I know but it's the same stuff that always comes up. He keeps saying to me 'you always moan about looking after Dylan so why don't you go get a job then?'. I do moan somtimes, he hardy eats a scrap and it's a constant source of stress for me, I thought it was ok to confide in my dh about that but no, i'm just 'moaning'. He thinks because we decided I should be a sahm and look after Dylan that I should do it happily and with a constant smile on my face. It's not possible, there are difficult days just like he has at work and I don't tell him not to moan about them or to go get a different job .
He said lately I just have a 'miserable face' when he comes in for lunch and I hardly seem to want to kiss him. I have explained about a hundred times I look fed up because i've had terrible ms and am exhausted, not because i'm just being horrible. I always say to him 'oh i'm just feeling sick' when he asks. I also have explained that I don't feel very 'kissy' when i'm trying not to vomit.
He said I hardly do any housework and am not interested in 'maintaining the house'. I explained again that I have been barely making it through the day and looking after Dylan lately and haven't had the energy or have felt too sick. That's not to say I have done nothing at all, I still make his dinner most days unless i've felt really bad. I have done tudying/hoovering/washing up and the basics. When I exaplined to him I (again) it is because i'm actually pregnant and feeling awful he just said I never did much before either . I am not a domestic godess, I am not one of those who has to have everything spotless but I am certainly not a slob and do as much as is needed to keep things clean and reasonably tidy. I believe in sharing the housework. He has had to do a little more than usual lately due to how i've been feeling and he resents every little bit of it. If it were the other way round I would do everyhing in my power to make him feel comfortable and looked after.
He says I don't care about money at all (he constantly wories about money, so do I but I don't let it take over my life, I just watch what I spend and accept I can't do much more atm). he said one thing that shows this is the fact I never check my till reciept when we've been to the supermarket.
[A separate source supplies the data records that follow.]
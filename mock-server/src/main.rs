use tokio::net::TcpListener;
use tracing_subscriber::EnvFilter;

#[tokio::main]
async fn main() -> Result<(), std::io::Error> {
    tracing_subscriber::fmt()
        .with_env_filter(EnvFilter::try_from_default_env().unwrap_or_else(|_| EnvFilter::new("info")))
        .init();

    let port = std::env::var("PORT").unwrap_or_else(|_| "3000".to_string());
    let addr = format!("127.0.0.1:{port}");
    let listener = TcpListener::bind(&addr).await?;
    tracing::info!(address = %addr, "mock server listening");
    mock_server::run(listener).await
}
use std::{collections::HashMap, convert::Infallible, time::Duration};

use axum::{
    body::Body,
    extract::{Path, Query},
    http::{header, HeaderMap, Method, StatusCode},
    response::{IntoResponse, Response},
    routing::{any, get},
    Json, Router,
};
use bytes::Bytes;
use serde::{Deserialize, Serialize};
use serde_json::{json, Value};
use tokio::net::TcpListener;

/// What `/echo` reports back about the request it received.
#[derive(Clone, Debug, Serialize, Deserialize, PartialEq)]
pub struct Echo {
    pub method: String,
    pub query: HashMap<String, String>,
    pub content_type: Option<String>,
    pub body: String,
}

#[derive(Deserialize)]
pub struct StreamParams {
    #[serde(default = "default_chunks")]
    pub chunks: u32,
    #[serde(default)]
    pub delay_ms: u64,
}

fn default_chunks() -> u32 {
    3
}

#[derive(Deserialize)]
pub struct DelayParams {
    #[serde(default)]
    pub delay_ms: u64,
}

pub fn app() -> Router {
    Router::new()
        .route("/json/object", get(json_object))
        .route("/json/array", get(json_array))
        .route("/text", get(text))
        .route("/latin1", get(latin1))
        .route("/empty", any(empty))
        .route("/status/{code}", any(status))
        .route("/echo", any(echo))
        .route("/stream", get(stream))
        .route("/slow", get(slow))
}

pub async fn run(listener: TcpListener) -> Result<(), std::io::Error> {
    axum::serve(listener, app()).await
}

async fn json_object() -> Json<Value> {
    Json(json!({"a": 1}))
}

async fn json_array() -> Json<Value> {
    Json(json!([{"a": 1}, {"a": 2}]))
}

async fn text() -> impl IntoResponse {
    ([(header::CONTENT_TYPE, "text/plain; charset=utf-8")], "hello")
}

async fn latin1() -> impl IntoResponse {
    (
        [(header::CONTENT_TYPE, "text/plain; charset=iso-8859-1")],
        Bytes::from_static(b"caf\xe9"),
    )
}

async fn empty() -> StatusCode {
    StatusCode::NO_CONTENT
}

async fn status(Path(code): Path<u16>) -> Result<(StatusCode, Json<Value>), StatusCode> {
    let status = StatusCode::from_u16(code).map_err(|_| StatusCode::BAD_REQUEST)?;
    Ok((status, Json(json!({"status": code}))))
}

async fn echo(
    method: Method,
    Query(query): Query<HashMap<String, String>>,
    headers: HeaderMap,
    body: String,
) -> Json<Echo> {
    let content_type = headers
        .get(header::CONTENT_TYPE)
        .and_then(|v| v.to_str().ok())
        .map(str::to_string);
    Json(Echo {
        method: method.to_string(),
        query,
        content_type,
        body,
    })
}

/// Streams `chunks` numbered lines, sleeping `delay_ms` before each one.
async fn stream(Query(params): Query<StreamParams>) -> Response {
    let delay = Duration::from_millis(params.delay_ms);
    let total = params.chunks;
    let chunks = futures::stream::unfold(0u32, move |i| async move {
        if i >= total {
            return None;
        }
        tokio::time::sleep(delay).await;
        Some((Ok::<_, Infallible>(Bytes::from(format!("chunk-{i}\n"))), i + 1))
    });
    Response::builder()
        .header(header::CONTENT_TYPE, "text/plain; charset=utf-8")
        .body(Body::from_stream(chunks))
        .unwrap_or_else(|_| StatusCode::INTERNAL_SERVER_ERROR.into_response())
}

async fn slow(Query(params): Query<DelayParams>) -> Json<Value> {
    tokio::time::sleep(Duration::from_millis(params.delay_ms)).await;
    Json(json!({"slow": true}))
}
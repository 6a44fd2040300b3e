//! Asynchronous HTTP request execution with typed, classified results.
//!
//! # Overview
//! A `RequestExecutor` runs one `HttpRequest` over a pluggable transport,
//! accumulates the streamed body, and hands back a `RawResponse` (or a
//! classified `Error`). Parsing the response into a JSON object, a JSON
//! array of objects, or text is a separate step that yields an
//! `HttpResult<T>`.
//!
//! # Design
//! - The transport sits behind the `Connector`/`Session` traits; each call
//!   opens its own session from the request's `TransportConfig`.
//!   `ReqwestConnector` is the production implementation.
//! - Outcomes are classified by `ErrorKind`: the caller's rejection policy,
//!   the transport, or the payload.
//! - Payload kinds are a closed set, tagged by `PayloadKind`.
//! - Every response carries a `ClockTimeline` for latency breakdowns.

pub mod error;
pub mod executor;
pub mod http;
pub mod parser;
pub mod payload;
pub mod result;
pub mod timeline;
pub mod transport;

pub use error::{Error, ErrorKind, ExecuteError, ParseFailure, TransportError};
pub use executor::{ExecutorObserver, Outcome, RequestExecutor, TaskState};
pub use http::{HttpMethod, HttpRequest, ParamEncoding, RawResponse, TransportConfig};
pub use parser::{parse, parse_array, parse_object, parse_text, Shape};
pub use payload::{JsonArray, JsonObject, Payload, PayloadKind, PayloadValue};
pub use result::HttpResult;
pub use timeline::{ClockTimeline, LatencyBreakdown, TimelineError};
pub use transport::{Connector, ReqwestConnector, Session, TransportResponse};
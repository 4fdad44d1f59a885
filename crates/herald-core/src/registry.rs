//! Push connection registry.
//!
//! Each connection owns a bounded queue. Broadcasting never waits on a
//! connection: a full queue means the client has stalled, and it is dropped
//! instead of holding up everyone else.

use parking_lot::RwLock;
use std::collections::{HashMap, VecDeque};
use std::fmt;
use std::sync::atomic::{AtomicU8, Ordering};
use std::sync::Arc;
use tokio::sync::mpsc::{self, error::TrySendError};
use tracing::{debug, info, warn};
use uuid::Uuid;

use crate::notification::model::Notification;

/// Opaque identifier of a push connection.
#[derive(Debug, Clone, Copy, PartialEq, Eq, Hash)]
pub struct ConnectionId(Uuid);

impl ConnectionId {
    pub fn new() -> Self {
        Self(Uuid::new_v4())
    }
}

impl Default for ConnectionId {
    fn default() -> Self {
        Self::new()
    }
}

impl fmt::Display for ConnectionId {
    fn fmt(&self, f: &mut fmt::Formatter<'_>) -> fmt::Result {
        write!(f, "{}", self.0)
    }
}

/// Lifecycle of a push connection.
#[derive(Debug, Clone, Copy, PartialEq, Eq)]
#[repr(u8)]
pub enum ConnectionState {
    Connecting = 0,
    Open = 1,
    Closing = 2,
    Closed = 3,
}

impl ConnectionState {
    fn from_u8(value: u8) -> Self {
        match value {
            0 => Self::Connecting,
            1 => Self::Open,
            2 => Self::Closing,
            _ => Self::Closed,
        }
    }

    pub fn as_str(&self) -> &'static str {
        match self {
            Self::Connecting => "connecting",
            Self::Open => "open",
            Self::Closing => "closing",
            Self::Closed => "closed",
        }
    }
}

/// State shared by both halves of a connection.
#[derive(Debug)]
struct StateCell(AtomicU8);

impl StateCell {
    fn new() -> Self {
        Self(AtomicU8::new(ConnectionState::Connecting as u8))
    }

    fn get(&self) -> ConnectionState {
        ConnectionState::from_u8(self.0.load(Ordering::Acquire))
    }

    fn set(&self, state: ConnectionState) {
        self.0.store(state as u8, Ordering::Release);
    }
}

/// Why a broadcast gave up on a connection.
#[derive(Debug, Clone, Copy, PartialEq, Eq)]
enum DropReason {
    /// The outbound queue was full.
    Lagging,
    /// The receiving side is gone.
    Disconnected,
}

impl DropReason {
    fn as_str(&self) -> &'static str {
        match self {
            Self::Lagging => "lagging",
            Self::Disconnected => "disconnected",
        }
    }
}

/// Registry-side half of a push connection.
#[derive(Debug)]
pub struct Connection {
    id: ConnectionId,
    sender: mpsc::Sender<Arc<Notification>>,
    state: Arc<StateCell>,
}

impl Connection {
    /// Create a connection whose queue holds at most `capacity` live notifications.
    ///
    /// # Panics
    ///
    /// Panics if `capacity` is zero.
    pub fn channel(capacity: usize) -> (Connection, Subscription) {
        let (sender, receiver) = mpsc::channel(capacity);
        let id = ConnectionId::new();
        let state = Arc::new(StateCell::new());

        let connection = Connection {
            id,
            sender,
            state: Arc::clone(&state),
        };
        let subscription = Subscription {
            id,
            backlog: VecDeque::new(),
            receiver,
            state,
        };
        (connection, subscription)
    }

    pub fn id(&self) -> ConnectionId {
        self.id
    }

    pub fn state(&self) -> ConnectionState {
        self.state.get()
    }

    fn try_deliver(&self, notification: &Arc<Notification>) -> Result<(), DropReason> {
        match self.sender.try_send(Arc::clone(notification)) {
            Ok(()) => Ok(()),
            Err(TrySendError::Full(_)) => Err(DropReason::Lagging),
            Err(TrySendError::Closed(_)) => Err(DropReason::Disconnected),
        }
    }

    fn close(&self) {
        self.state.set(ConnectionState::Closing);
        self.state.set(ConnectionState::Closed);
    }
}

/// Transport-side half of a push connection: the backlog burst, then live items.
#[derive(Debug)]
pub struct Subscription {
    id: ConnectionId,
    backlog: VecDeque<Arc<Notification>>,
    receiver: mpsc::Receiver<Arc<Notification>>,
    state: Arc<StateCell>,
}

impl Subscription {
    pub fn id(&self) -> ConnectionId {
        self.id
    }

    pub fn state(&self) -> ConnectionState {
        self.state.get()
    }

    pub fn is_open(&self) -> bool {
        self.state() == ConnectionState::Open
    }

    /// Notifications still waiting in the backlog burst.
    pub fn backlog_len(&self) -> usize {
        self.backlog.len()
    }

    pub(crate) fn set_backlog(&mut self, backlog: Vec<Arc<Notification>>) {
        self.backlog = backlog.into();
    }

    /// Wait for the next notification.
    ///
    /// Returns `None` once the connection has left the `Open` state; anything
    /// still queued at that point is discarded.
    pub async fn next(&mut self) -> Option<Arc<Notification>> {
        if !self.is_open() {
            return None;
        }
        if let Some(notification) = self.backlog.pop_front() {
            return Some(notification);
        }
        let notification = self.receiver.recv().await?;
        self.is_open().then_some(notification)
    }

    /// Non-blocking variant of [`Subscription::next`].
    pub fn try_next(&mut self) -> Option<Arc<Notification>> {
        if !self.is_open() {
            return None;
        }
        if let Some(notification) = self.backlog.pop_front() {
            return Some(notification);
        }
        let notification = self.receiver.try_recv().ok()?;
        self.is_open().then_some(notification)
    }
}

/// Outcome of one broadcast.
#[derive(Debug, Clone, Default, PartialEq, Eq)]
pub struct BroadcastReport {
    pub delivered: usize,
    pub dropped: Vec<ConnectionId>,
}

/// Set of open push connections.
#[derive(Default)]
pub struct ConnectionRegistry {
    connections: RwLock<HashMap<ConnectionId, Connection>>,
}

impl ConnectionRegistry {
    pub fn new() -> Self {
        Self::default()
    }

    /// Add a connection and mark it open.
    ///
    /// # Panics
    ///
    /// Panics if a connection with the same id is already registered.
    pub fn register(&self, connection: Connection) {
        let mut connections = self.connections.write();
        let id = connection.id;
        assert!(
            !connections.contains_key(&id),
            "connection {} registered twice",
            id
        );
        connection.state.set(ConnectionState::Open);
        connections.insert(id, connection);
        debug!(connection_id = %id, total = connections.len(), "Connection registered");
    }

    /// Remove a connection. Returns `false` if it was not registered.
    pub fn unregister(&self, id: ConnectionId) -> bool {
        let removed = self.connections.write().remove(&id);
        match removed {
            Some(connection) => {
                connection.close();
                debug!(connection_id = %id, "Connection unregistered");
                true
            }
            None => false,
        }
    }

    /// Enqueue a notification on every open connection.
    ///
    /// Connections whose queue is full or whose receiver is gone are removed
    /// and closed before this returns.
    pub fn broadcast(&self, notification: &Arc<Notification>) -> BroadcastReport {
        let mut report = BroadcastReport::default();
        let mut connections = self.connections.write();

        connections.retain(|id, connection| match connection.try_deliver(notification) {
            Ok(()) => {
                report.delivered += 1;
                true
            }
            Err(reason) => {
                connection.close();
                warn!(
                    connection_id = %id,
                    notification_id = %notification.id,
                    reason = reason.as_str(),
                    "Dropping push connection"
                );
                report.dropped.push(*id);
                false
            }
        });

        debug!(
            notification_id = %notification.id,
            delivered = report.delivered,
            dropped = report.dropped.len(),
            "Broadcast complete"
        );
        report
    }

    /// Unregister and close every connection.
    pub fn close_all(&self) -> usize {
        let drained: Vec<Connection> = self.connections.write().drain().map(|(_, c)| c).collect();
        for connection in &drained {
            connection.close();
        }
        info!(closed = drained.len(), "Closed all push connections");
        drained.len()
    }

    pub fn contains(&self, id: ConnectionId) -> bool {
        self.connections.read().contains_key(&id)
    }

    pub fn len(&self) -> usize {
        self.connections.read().len()
    }

    pub fn is_empty(&self) -> bool {
        self.len() == 0
    }
}
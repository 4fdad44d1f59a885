//! Liveness endpoint.

use axum::{extract::State, Json};
use serde::Serialize;

use crate::state::AppState;

#[derive(Serialize)]
pub struct Health {
    pub status: &'static str,
    pub notifications: usize,
    pub connections: usize,
}

pub async fn health(State(state): State<AppState>) -> Json<Health> {
    Json(Health {
        status: "ok",
        notifications: state.hub.notification_count(),
        connections: state.hub.connection_count(),
    })
}
//! Herald Web Server
//!
//! Axum-based HTTP API and WebSocket push channel.

pub mod routes;
pub mod state;
pub mod websocket;

use axum::{routing::get, Router};
use herald_core::HeraldConfig;
use std::sync::Arc;
use tower_http::{
    cors::{Any, CorsLayer},
    trace::TraceLayer,
};

use state::AppState;

fn notification_routes() -> Router<AppState> {
    Router::new()
        .route(
            "/notifications",
            get(routes::notifications::list_notifications)
                .post(routes::notifications::create_notification),
        )
        .route("/notifications/{id}", get(routes::notifications::get_notification))
}

/// Create the application router.
pub fn create_router(state: AppState) -> Router {
    let cors = CorsLayer::new()
        .allow_origin(Any)
        .allow_methods(Any)
        .allow_headers(Any);

    Router::new()
        .merge(notification_routes())
        // Legacy v1 prefix
        .nest("/api/v1", notification_routes())
        .route("/live", get(websocket::ws_handler))
        .route("/ws", get(websocket::ws_handler))
        .route("/health", get(routes::health::health))
        .layer(TraceLayer::new_for_http())
        .layer(cors)
        .with_state(state)
}

/// Run the web server until Ctrl+C.
pub async fn run_server(config: HeraldConfig) -> anyhow::Result<()> {
    config.validate()?;
    let state = AppState::new(config.hub.clone());
    let hub = Arc::clone(&state.hub);
    let app = create_router(state);

    let addr = config.server.bind_addr();
    let listener = tokio::net::TcpListener::bind(&addr).await?;
    tracing::info!(
        queue_capacity = config.hub.queue_capacity,
        write_timeout_ms = config.hub.write_timeout_ms,
        "Web server listening on http://{}",
        addr
    );

    axum::serve(listener, app)
        .with_graceful_shutdown(async move {
            if let Err(e) = tokio::signal::ctrl_c().await {
                tracing::error!(error = %e, "Failed to listen for shutdown signal");
                std::future::pending::<()>().await;
            }
            tracing::info!("Shutdown signal received");
            hub.shutdown();
        })
        .await?;

    Ok(())
}
//! Terminal output formatting.

use colored::Colorize;
use herald_core::Notification;
use unicode_width::UnicodeWidthStr;

const ID_WIDTH: usize = 20;
const TITLE_WIDTH: usize = 30;
const BODY_WIDTH: usize = 40;

/// Print a single notification.
pub fn print_notification(notification: &Notification) {
    println!(
        "{} {}",
        notification.title.cyan().bold(),
        format!("({})", notification.id).dimmed()
    );
    println!("{}: {}", "Created".bold(), notification.created_at.to_rfc3339());
    if !notification.body.is_empty() {
        println!();
        println!("{}", notification.body);
    }
}

/// Print notifications as a table.
pub fn print_notifications_table(notifications: &[Notification]) {
    if notifications.is_empty() {
        println!("{}", "No notifications found.".dimmed());
        return;
    }

    println!(
        "{} {} {} {}",
        pad_right("ID", ID_WIDTH),
        pad_right("Title", TITLE_WIDTH),
        pad_right("Body", BODY_WIDTH),
        "Created"
    );
    println!("{}", "-".repeat(ID_WIDTH + TITLE_WIDTH + BODY_WIDTH + 23));

    for notification in notifications {
        println!(
            "{} {} {} {}",
            pad_right(&notification.id, ID_WIDTH).dimmed(),
            pad_right(&truncate_visual(&notification.title, TITLE_WIDTH), TITLE_WIDTH),
            pad_right(&truncate_visual(&notification.body, BODY_WIDTH), BODY_WIDTH),
            notification.created_at.format("%Y-%m-%d %H:%M:%S")
        );
    }
}

/// Pad a plain string to a given visual width (right-padded).
fn pad_right(s: &str, width: usize) -> String {
    let visual = UnicodeWidthStr::width(s);
    if visual >= width {
        s.to_string()
    } else {
        format!("{}{}", s, " ".repeat(width - visual))
    }
}

/// Truncate a string respecting visual width, flattening newlines.
fn truncate_visual(s: &str, max_width: usize) -> String {
    let flat = s.replace('\n', " ");
    if UnicodeWidthStr::width(flat.as_str()) <= max_width {
        return flat;
    }
    if max_width <= 3 {
        return ".".repeat(max_width);
    }
    let mut result = String::new();
    let mut current_width = 0;
    for ch in flat.chars() {
        let ch_width = unicode_width::UnicodeWidthChar::width(ch).unwrap_or(0);
        if current_width + ch_width > max_width - 2 {
            break;
        }
        result.push(ch);
        current_width += ch_width;
    }
    result.push_str("..");
    result
}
He always stands to the side near the tills and checks right through the reciept for mistakes (so does mil). I don't know anyone else that does this and have never done it myself. incidentally there has never been an mistake. I just don't do that, doesnt mean i'm careless or I don't care, i'm just in a rush and figure that as everything has a bar code it's very unlikely there will be a mistake. I can see why he checks it but I don't think it makes me irrisponsible that I don't. I do care about money a lot, I sell things on ebay to try and make extra, he thinks it's a watse of time... I am setting up my own business to make extra. I watch what I spend. I even went round all 3 supermarkets here with our shopping list a while ago and compared the price of everythin we buy at all 3 so I could get our weekly shop cheaper. What more can I do?
He said it's taking me too long to set up my ironing business. It's not my fault though. I've done everything the business advisor asked but there have been contant delays whilst I wait to hear about funding. It's them I'm waiting for, not me!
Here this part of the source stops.